What is required:
Nothing but the lines from the one containing "pub enum ConfigError" through the end of the material should be restated, and each exactly.

Record excerpts:
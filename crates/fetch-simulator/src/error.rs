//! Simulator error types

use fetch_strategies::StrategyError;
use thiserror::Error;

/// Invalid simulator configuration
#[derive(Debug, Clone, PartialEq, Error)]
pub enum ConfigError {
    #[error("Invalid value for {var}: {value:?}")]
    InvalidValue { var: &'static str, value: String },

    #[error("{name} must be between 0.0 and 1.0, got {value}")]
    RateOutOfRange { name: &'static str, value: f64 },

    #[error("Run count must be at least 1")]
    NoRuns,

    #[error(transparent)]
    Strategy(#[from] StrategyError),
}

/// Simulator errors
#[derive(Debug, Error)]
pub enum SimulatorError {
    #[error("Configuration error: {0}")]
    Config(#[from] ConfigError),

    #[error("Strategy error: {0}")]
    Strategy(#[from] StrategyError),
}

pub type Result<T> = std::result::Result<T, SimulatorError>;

Task result:
pub enum ConfigError {
    #[error("Invalid value for {var}: {value:?}")]
    InvalidValue { var: &'static str, value: String },

    #[error("{name} must be between 0.0 and 1.0, got {value}")]
    RateOutOfRange { name: &'static str, value: f64 },

    #[error("Run count must be at least 1")]
    NoRuns,

    #[error(transparent)]
    Strategy(#[from] StrategyError),
}

/// Simulator errors
#[derive(Debug, Error)]
pub enum SimulatorError {
    #[error("Configuration error: {0}")]
    Config(#[from] ConfigError),

    #[error("Strategy error: {0}")]
    Strategy(#[from] StrategyError),
}

pub type Result<T> = std::result::Result<T, SimulatorError>;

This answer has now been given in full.